Quem me conhece bem sabe o quanto gosto dos dias chuvosos e nublados. Mas hoje meu dia foi só sol. Céu azul, calor gostoso, sem uma única gotinha de água vinda do céu. Mas não me refiro somente às condições climáticas: falo também do MEU dia, o dia da Vanessa Barreto Fassheber, Id: XXX, CPF: xxx, etc. e tal.
( Perdão pela terceira pessoa, sempre acho que quem fala de si neste tempo verbal é arrogante, mas paciência) Precisava enfatizar o MEU, e por isso adotei a forma temporal que mais adequou-se ao momento.

                                     
                                        *****************************************


A questão é que, depois de um bom tempo perdida, sem saber para que lado olhar e por onde começar, tive um insight, uma fagulha, um lampejo, ou sei lá o que, mas algo mudou, algo se moveu! E o mais engraçado, decidi voltar para o início de tudo. A vida é mesmo tão engraçada....

                                  *****************************************


ps: Desculpem-me pelo post nonsense....foi o máximo que saiu agora..

terça-feira, 4 de janeiro de 2011

Dias mais bonitos.

Como toda pessoa que se preze, elaborei minhas metas para o ano que se inicia. Não vou postá-la para não dar munição para que me questionem posteriormente no caso de uma quebra de contrato. Tenho mais desejos do que espaço vago na agenda para executá-los, mas ainda assim eles permanecem aqui, vívidos e clamando por serem realizados o quanto antes. Talvez eu precise fazer uma seleção daquilo que de fato seja relevante e daí inicia-se um grande problema prá mim: estabelece prioridades. Quero tudo, quero muito e quero mais um pouco. Pode ser que mude de idéia algumas vezes, mas continuarei querendo alguma coisa. Acho que isso é viver né?

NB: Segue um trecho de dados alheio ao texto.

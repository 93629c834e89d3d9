use crate::{common::*, schema::TypeTag};

pub type BoxedError = Box<dyn std::error::Error + Send + Sync + 'static>;

/// Failures reported across the host/node boundary.
#[derive(Debug, Error)]
pub enum NodeError {
    #[error("missing required input '{name}'")]
    MissingInput { name: String },
    #[error("unknown input '{name}'")]
    UnknownInput { name: String },
    #[error("input '{name}' expects {expected}, but {found} is given")]
    TypeMismatch {
        name: String,
        expected: TypeTag,
        found: TypeTag,
    },
    #[error("node returned {found} outputs, but {expected} are declared")]
    OutputArity { expected: usize, found: usize },
    #[error("node execution failed: {0}")]
    Execution(#[source] BoxedError),
    #[error("node '{id}' is already registered")]
    DuplicateNode { id: String },
    #[error("node '{id}' is not registered")]
    UnknownNode { id: String },
}

impl NodeError {
    /// Wraps a node-specific failure, keeping it reachable through
    /// [std::error::Error::source].
    pub fn execution<E>(error: E) -> Self
    where
        E: std::error::Error + Send + Sync + 'static,
    {
        Self::Execution(Box::new(error))
    }

    /// Downcasts the wrapped node-specific failure, if any.
    pub fn execution_error<E>(&self) -> Option<&E>
    where
        E: std::error::Error + 'static,
    {
        match self {
            Self::Execution(error) => error.downcast_ref::<E>(),
            _ => None,
        }
    }
}
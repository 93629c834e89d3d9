use crate::{common::*, error::NodeError, schema::TypeTag};
use ndarray::ArrayD;

/// A batch of images, laid out as `(batch, height, width, channels)` or an
/// equivalent batch-first ordering.
pub type Image = ArrayD<f32>;

/// A value flowing along a graph edge.
#[derive(Debug, Clone, PartialEq)]
pub enum NodeValue {
    Image(Image),
    String(String),
}

impl NodeValue {
    pub fn type_tag(&self) -> TypeTag {
        match self {
            Self::Image(_) => TypeTag::Image,
            Self::String(_) => TypeTag::String,
        }
    }

    pub fn as_image(&self) -> Option<&Image> {
        match self {
            Self::Image(image) => Some(image),
            _ => None,
        }
    }

    pub fn into_image(self) -> Option<Image> {
        match self {
            Self::Image(image) => Some(image),
            _ => None,
        }
    }

    pub fn as_str(&self) -> Option<&str> {
        match self {
            Self::String(text) => Some(text),
            _ => None,
        }
    }
}

impl From<Image> for NodeValue {
    fn from(from: Image) -> Self {
        Self::Image(from)
    }
}

impl From<String> for NodeValue {
    fn from(from: String) -> Self {
        Self::String(from)
    }
}

impl From<&str> for NodeValue {
    fn from(from: &str) -> Self {
        Self::String(from.to_owned())
    }
}

/// Named inputs handed to a node, after defaults have been filled in.
#[derive(Debug, Clone, Default, PartialEq)]
pub struct NodeInputs(IndexMap<String, NodeValue>);

impl NodeInputs {
    pub fn new() -> Self {
        Self::default()
    }

    pub fn insert(&mut self, name: impl Into<String>, value: impl Into<NodeValue>) {
        self.0.insert(name.into(), value.into());
    }

    pub fn with(mut self, name: impl Into<String>, value: impl Into<NodeValue>) -> Self {
        self.insert(name, value);
        self
    }

    pub fn get(&self, name: &str) -> Option<&NodeValue> {
        self.0.get(name)
    }

    pub fn contains(&self, name: &str) -> bool {
        self.0.contains_key(name)
    }

    pub fn names(&self) -> impl Iterator<Item = &str> {
        self.0.keys().map(String::as_str)
    }

    pub fn len(&self) -> usize {
        self.0.len()
    }

    pub fn is_empty(&self) -> bool {
        self.0.is_empty()
    }

    pub fn image(&self, name: &str) -> Result<&Image, NodeError> {
        let value = self.require(name)?;
        value.as_image().ok_or_else(|| NodeError::TypeMismatch {
            name: name.to_owned(),
            expected: TypeTag::Image,
            found: value.type_tag(),
        })
    }

    pub fn string(&self, name: &str) -> Result<&str, NodeError> {
        let value = self.require(name)?;
        value.as_str().ok_or_else(|| NodeError::TypeMismatch {
            name: name.to_owned(),
            expected: TypeTag::String,
            found: value.type_tag(),
        })
    }

    fn require(&self, name: &str) -> Result<&NodeValue, NodeError> {
        self.0.get(name).ok_or_else(|| NodeError::MissingInput {
            name: name.to_owned(),
        })
    }
}

impl FromIterator<(String, NodeValue)> for NodeInputs {
    fn from_iter<T>(iter: T) -> Self
    where
        T: IntoIterator<Item = (String, NodeValue)>,
    {
        Self(iter.into_iter().collect())
    }
}

impl IntoIterator for NodeInputs {
    type Item = (String, NodeValue);
    type IntoIter = indexmap::map::IntoIter<String, NodeValue>;

    fn into_iter(self) -> Self::IntoIter {
        self.0.into_iter()
    }
}
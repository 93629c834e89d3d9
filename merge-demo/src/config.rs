use crate::common::*;

pub static CONFIG_VERSION: Lazy<VersionReq> = Lazy::new(|| VersionReq::parse("0.1.0").unwrap());

#[derive(Debug, Clone, PartialEq, Serialize, Deserialize)]
pub struct Config {
    #[serde(deserialize_with = "deserialize_version")]
    pub version: Version,
    pub image_one: ImageConfig,
    /// Falls back to the first image's settings.
    #[serde(default)]
    pub image_two: Option<ImageConfig>,
    /// The direction string passed to the merge. The user is asked on the
    /// terminal if it is absent.
    #[serde(default)]
    pub direction: Option<String>,
    /// Seed for the random image data. A fresh seed is drawn if absent.
    #[serde(default)]
    pub seed: Option<u64>,
}

impl Config {
    pub fn open<P>(path: P) -> Result<Self>
    where
        P: AsRef<Path>,
    {
        let text = fs::read_to_string(path)?;
        let config = json5::from_str(&text)?;
        Ok(config)
    }

    pub fn image_two(&self) -> &ImageConfig {
        self.image_two.as_ref().unwrap_or(&self.image_one)
    }

    /// Applies command line options on top of the loaded configuration.
    pub fn override_with(
        &mut self,
        direction: Option<String>,
        shape_two: Option<Shape>,
        seed: Option<u64>,
    ) {
        if let Some(direction) = direction {
            self.direction = Some(direction);
        }
        if let Some(shape) = shape_two {
            self.image_two = Some(ImageConfig { shape });
        }
        if let Some(seed) = seed {
            self.seed = Some(seed);
        }
    }
}

impl Default for Config {
    fn default() -> Self {
        Self {
            version: Version::new(0, 1, 0),
            image_one: ImageConfig::default(),
            image_two: None,
            direction: None,
            seed: None,
        }
    }
}

/// Random image options.
#[derive(Debug, Clone, PartialEq, Eq, Serialize, Deserialize)]
pub struct ImageConfig {
    pub shape: Shape,
}

impl Default for ImageConfig {
    fn default() -> Self {
        Self {
            shape: Shape::from([3, 100, 100]),
        }
    }
}

/// Parses a comma separated list of dimensions such as `3,50,100`.
pub fn parse_shape(text: &str) -> Result<Shape> {
    let shape: Shape = text
        .split(',')
        .map(|dim| {
            dim.trim()
                .parse::<usize>()
                .with_context(|| format!("'{}' is not a dimension", dim))
        })
        .collect::<Result<_>>()?;

    if shape.is_empty() {
        return Err(format_err!("shape must not be empty"));
    }
    Ok(shape)
}

pub fn deserialize_version<'de, D>(deserializer: D) -> Result<Version, D::Error>
where
    D: Deserializer<'de>,
{
    let text = String::deserialize(deserializer)?;
    let version = Version::parse(&text).map_err(|err| {
        D::Error::custom(format!(
            "failed to parse version number '{}': {:?}",
            text, err
        ))
    })?;

    if !CONFIG_VERSION.matches(&version) {
        return Err(D::Error::custom(format!(
            "incompatible version: get '{}', but it is incompatible with requirement '{}'",
            version, &*CONFIG_VERSION,
        )));
    }

    Ok(version)
}

#[cfg(test)]
mod tests {
    use super::*;

    #[test]
    fn parse_full_config() -> Result<()> {
        let config: Config = json5::from_str(
            r#"{
                // second image is shorter to provoke a mismatch
                version: "0.1.0",
                image_one: { shape: [3, 100, 100] },
                image_two: { shape: [3, 50, 100] },
                direction: "vertical",
                seed: 42,
            }"#,
        )?;

        assert_eq!(config.image_one.shape, Shape::from([3, 100, 100]));
        assert_eq!(config.image_two().shape, Shape::from([3, 50, 100]));
        assert_eq!(config.direction.as_deref(), Some("vertical"));
        assert_eq!(config.seed, Some(42));
        Ok(())
    }

    #[test]
    fn optional_fields_default() -> Result<()> {
        let config: Config = json5::from_str(
            r#"{ version: "0.1.0", image_one: { shape: [1, 8, 8, 3] } }"#,
        )?;

        assert_eq!(config.image_two(), &config.image_one);
        assert_eq!(config.direction, None);
        assert_eq!(config.seed, None);
        Ok(())
    }

    #[test]
    fn reject_incompatible_version() {
        let result = json5::from_str::<Config>(
            r#"{ version: "0.2.0", image_one: { shape: [3, 100, 100] } }"#,
        );
        assert!(result.is_err());
    }

    #[test]
    fn override_options() {
        let mut config = Config::default();
        config.override_with(Some("diagonal".into()), Some(Shape::from([3, 50, 100])), None);

        assert_eq!(config.direction.as_deref(), Some("diagonal"));
        assert_eq!(config.image_two().shape, Shape::from([3, 50, 100]));
        assert_eq!(config.image_one.shape, Shape::from([3, 100, 100]));
        assert_eq!(config.seed, None);
    }

    #[test]
    fn parse_shape_list() {
        assert_eq!(parse_shape("3,50,100").unwrap(), Shape::from([3, 50, 100]));
        assert_eq!(parse_shape(" 2, 4 ").unwrap(), Shape::from([2, 4]));
        assert!(parse_shape("3,x,100").is_err());
        assert!(parse_shape("").is_err());
    }
}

segunda-feira, 3 de janeiro de 2011

Que neste ano

Que neste ano você seja capaz de se emocionar mais. Que reclame menos e que saiba apreciar um fim de tarde ao lado de alguém que ama. Ou ainda que encontre a felicidade em uma xícara de café forte pelo início da manhã. Que aprenda a fazer suspiros para adoçar a vida. Se preferir, pode cuidar das flores ou afagar um animal. Ah, correr na casa da avó para filar um pedaço de bolo também é essencial. Que encontre meias de lã para aquecer os pés no inverno  e que deslumbre-se com a beleza da chuva na vidraça. E se houver tempo, não se esqueça de me dar notícias suas.  

                  
Que seu 2011 seja tão gostoso como as pequenas coisas da vida.